PURPOSE OF REVIEW Pathogenesis-related class 10 (PR-10) proteins are highly conserved plant proteins, which are induced in response to abiotic and biotic stress factors. To date, no unique biological function could be assigned to them. Rather a more general role of PR-10 in plant development and defense mechanisms has been proposed. In addition, some PR-10 proteins act as allergens by triggering allergic symptoms in sensitized individuals. Regardless of the diversity of reported activities, all PR-10 proteins share a common fold characterized by a solvent-accessible hydrophobic cavity, which serves as a binding site for a myriad of small-molecule ligands, mostly phytohormones and flavonoids. RECENT FINDINGS: Most of available data relate to the ligand binding activity of allergenic PR-10, particularly for those belonging to Bet v 1 family of allergens. Bet v 1 and its homologues were shown to bind flavonoids with high affinity, but the specificity appears to differ between homologues from different species.

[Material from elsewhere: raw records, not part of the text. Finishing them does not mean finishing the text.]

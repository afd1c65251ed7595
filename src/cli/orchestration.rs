//! Main workflow orchestration logic
//!
//! This module contains the end-to-end run, separated from CLI argument
//! parsing so it can be driven with any repository, engine and output sink.

use crate::actions::{OutputSink, StepOutputs};
use crate::boundary::BoundaryWarning;
use crate::config::Config;
use crate::container::ContainerEngine;
use crate::error::{PublishError, Result};
use crate::git::Repository;
use crate::publish::{PublishOrchestrator, PublishRequest, PublishedImage};
use crate::resolver::{VersionResolution, VersionResolver};
use crate::ui;

/// Result of a successful workflow run
#[derive(Debug, Clone, PartialEq)]
pub struct WorkflowResult {
    pub resolution: VersionResolution,
    pub outputs: StepOutputs,
    /// `None` in tags-only mode
    pub image: Option<PublishedImage>,
}

impl WorkflowResult {
    /// One-line summary of what the run produced
    pub fn summary(&self) -> String {
        match &self.image {
            Some(image) => format!(
                "Published version {} as {}",
                self.resolution.next_version, image.version_image
            ),
            None => format!(
                "Resolved version {} as {} without publishing an image",
                self.resolution.next_version, self.outputs.git_tag
            ),
        }
    }
}

/// Main publish workflow
///
/// Orchestrates the entire run:
/// 1. Fetch remote tags
/// 2. Resolve current and next version
/// 3. Enforce the tags-only precondition (strict mode)
/// 4. Create and push the version tag if needed
/// 5. Build and publish the image unless in tags-only mode
/// 6. Emit step outputs
///
/// Outputs are only written once every previous step has succeeded.
pub fn run_workflow<R, E, S>(
    config: &Config,
    repo: &R,
    engine: &E,
    sink: &S,
) -> Result<WorkflowResult>
where
    R: Repository,
    E: ContainerEngine,
    S: OutputSink,
{
    let remote = config.settings.git.remote.as_str();

    if config.settings.git.fetch_tags {
        ui::display_status(&format!("Fetching tags from {}", remote));
        repo.fetch_tags(remote)?;
    }

    let resolver = VersionResolver::new(repo, config.prefix.clone(), config.always_increment);
    let state = resolver.resolve(&config.commit)?;

    if config.only_output_tags && state.needs_new_tag() && config.settings.behavior.strict_tags_only
    {
        return Err(PublishError::config(
            "only-output-tags mode can only be used if an image has already been released for this commit",
        ));
    }

    let resolution = resolver.ensure_tag(&state, &config.commit, remote)?;
    ui::display_resolution(&resolution, &config.branch.name);

    if state.needs_new_tag() && !resolution.tag_created {
        ui::display_boundary_warning(&BoundaryWarning::TagAlreadyPresent {
            tag: resolution.git_tag.clone(),
            commit: config.commit.clone(),
        });
    }

    if config.only_output_tags && resolution.tag_created {
        ui::display_boundary_warning(&BoundaryWarning::TagsOnlyWithoutImage {
            tag: resolution.git_tag.clone(),
        });
    }

    if !config.only_output_tags {
        for warning in &config.warnings {
            ui::display_boundary_warning(warning);
        }
    }

    let request = PublishRequest {
        image_name: &config.image_name,
        branch: &config.branch,
        resolution: &resolution,
        context: &config.context,
        dockerfile: config.dockerfile.as_deref(),
        credentials: &config.credentials,
        enable_cache: config.enable_cache,
        only_output_tags: config.only_output_tags,
        scratch_dir: &config.scratch_dir,
    };
    let outcome = PublishOrchestrator::new(engine).publish(&request)?;

    let variables: Vec<(&str, String)> = outcome
        .image
        .iter()
        .map(|image| ("DOCKER_CONFIG", image.docker_config.display().to_string()))
        .collect();
    sink.write(&outcome.outputs, &variables)?;
    ui::display_outputs(&outcome.outputs);

    Ok(WorkflowResult {
        resolution,
        outputs: outcome.outputs,
        image: outcome.image,
    })
}
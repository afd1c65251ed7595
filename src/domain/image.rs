use crate::error::{PublishError, Result};
use std::fmt;
use std::str::FromStr;

/// A container image reference `<name>:<tag>`
#[derive(Debug, Clone, PartialEq, Eq)]
pub struct ImageRef {
    pub name: String,
    pub tag: String,
}

impl ImageRef {
    pub fn new(name: impl Into<String>, tag: impl Into<String>) -> Self {
        ImageRef {
            name: name.into(),
            tag: tag.into(),
        }
    }
}

impl fmt::Display for ImageRef {
    fn fmt(&self, f: &mut fmt::Formatter<'_>) -> fmt::Result {
        write!(f, "{}:{}", self.name, self.tag)
    }
}

/// Which registry the image name is addressed to
#[derive(Debug, Clone, Copy, PartialEq, Eq, Default)]
pub enum RegistrySelector {
    #[default]
    Default,
    Acr,
    AcrPublic,
}

impl RegistrySelector {
    pub fn name(&self) -> &'static str {
        match self {
            RegistrySelector::Default => "default",
            RegistrySelector::Acr => "acr",
            RegistrySelector::AcrPublic => "acr-public",
        }
    }

    /// Address `name` to a registry login host.
    ///
    /// The owner segment of `owner/repo` is dropped and replaced by the login
    /// host, so `acme/api` on `acme.azurecr.io` becomes `acme.azurecr.io/api`.
    pub fn rewrite_name(&self, name: &str, login_host: Option<&str>) -> Result<String> {
        if *self == RegistrySelector::Default {
            return Ok(name.to_string());
        }

        let login = login_host
            .filter(|host| !host.is_empty())
            .ok_or_else(|| {
                PublishError::config(format!(
                    "Registry '{}' selected but no login host is configured",
                    self.name()
                ))
            })?;

        let repository = match name.split_once('/') {
            Some((_owner, rest)) if !rest.is_empty() => rest,
            _ => name,
        };

        Ok(format!("{}/{}", login.trim_end_matches('/'), repository))
    }
}

impl FromStr for RegistrySelector {
    type Err = PublishError;

    fn from_str(s: &str) -> Result<Self> {
        match s.trim() {
            "" | "default" => Ok(RegistrySelector::Default),
            "acr" => Ok(RegistrySelector::Acr),
            "acr-public" => Ok(RegistrySelector::AcrPublic),
            other => Err(PublishError::config(format!(
                "Unknown registry '{}': expected 'acr' or 'acr-public'",
                other
            ))),
        }
    }
}
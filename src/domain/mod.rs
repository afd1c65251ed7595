//! Domain logic - pure naming rules independent of git and the container engine

pub mod branch;
pub mod image;
pub mod tag;

pub use branch::{normalize_branch, BranchContext, DEFAULT_BRANCHES};
pub use image::{ImageRef, RegistrySelector};
pub use tag::VersionTagPrefix;
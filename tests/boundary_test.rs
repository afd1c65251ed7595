use version_publish::boundary::BoundaryWarning;
use version_publish::ui;

// ============================================================================
// BoundaryWarning Display Tests
// ============================================================================

#[test]
fn test_boundary_warning_tag_already_present_display() {
    let warning = BoundaryWarning::TagAlreadyPresent {
        tag: "VERSION-MAIN-4".to_string(),
        commit: "abc1234def5678".to_string(),
    };

    let display_msg = warning.to_string();
    assert!(
        display_msg.contains("VERSION-MAIN-4"),
        "Message should contain the tag, got: {}",
        display_msg
    );
    assert!(
        display_msg.contains("abc1234") && !display_msg.contains("abc1234d"),
        "Message should contain shortened commit hash 'abc1234', got: {}",
        display_msg
    );
}

#[test]
fn test_boundary_warning_short_commit_is_kept() {
    let warning = BoundaryWarning::TagAlreadyPresent {
        tag: "VERSION-MAIN-4".to_string(),
        commit: "abc".to_string(),
    };
    assert!(warning.to_string().contains("Commit abc "));
}

#[test]
fn test_boundary_warning_tags_only_display() {
    let warning = BoundaryWarning::TagsOnlyWithoutImage {
        tag: "VERSION-DEVELOP-9".to_string(),
    };

    let display_msg = warning.to_string();
    assert!(
        display_msg.contains("tags-only"),
        "Message should mention tags-only mode, got: {}",
        display_msg
    );
    assert!(display_msg.contains("VERSION-DEVELOP-9"));
}

#[test]
fn test_boundary_warning_missing_credentials_display() {
    let warning = BoundaryWarning::MissingCredentials {
        registry: "acr-public".to_string(),
    };

    let display_msg = warning.to_string();
    assert!(
        display_msg.contains("acr-public"),
        "Message should name the registry, got: {}",
        display_msg
    );
}

#[test]
fn test_display_boundary_warning_does_not_panic() {
    // Visual verification test - output is printed to stdout
    ui::display_boundary_warning(&BoundaryWarning::MissingCredentials {
        registry: "docker-hub".to_string(),
    });
}
pub mod orchestration;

The flavonoid Q3O-(Glc)-Gal was shown to specifically bind to hazelnut Cor a 1 but not to Bet v 1. Similarly, Q3OS bound only to the major isoform Bet v 1.0101 and not to other closely related isoforms. In contrast, Bet v 1 and hazelnut Cor a 1 showed very similar binding behavior towards other flavonoids such as quercetin, genistein, apigenin, daidzein, and resveratrol. Recent research findings highlighted the importance of more precise knowledge of ligand binding for understanding the functional diversification of PR-10 proteins.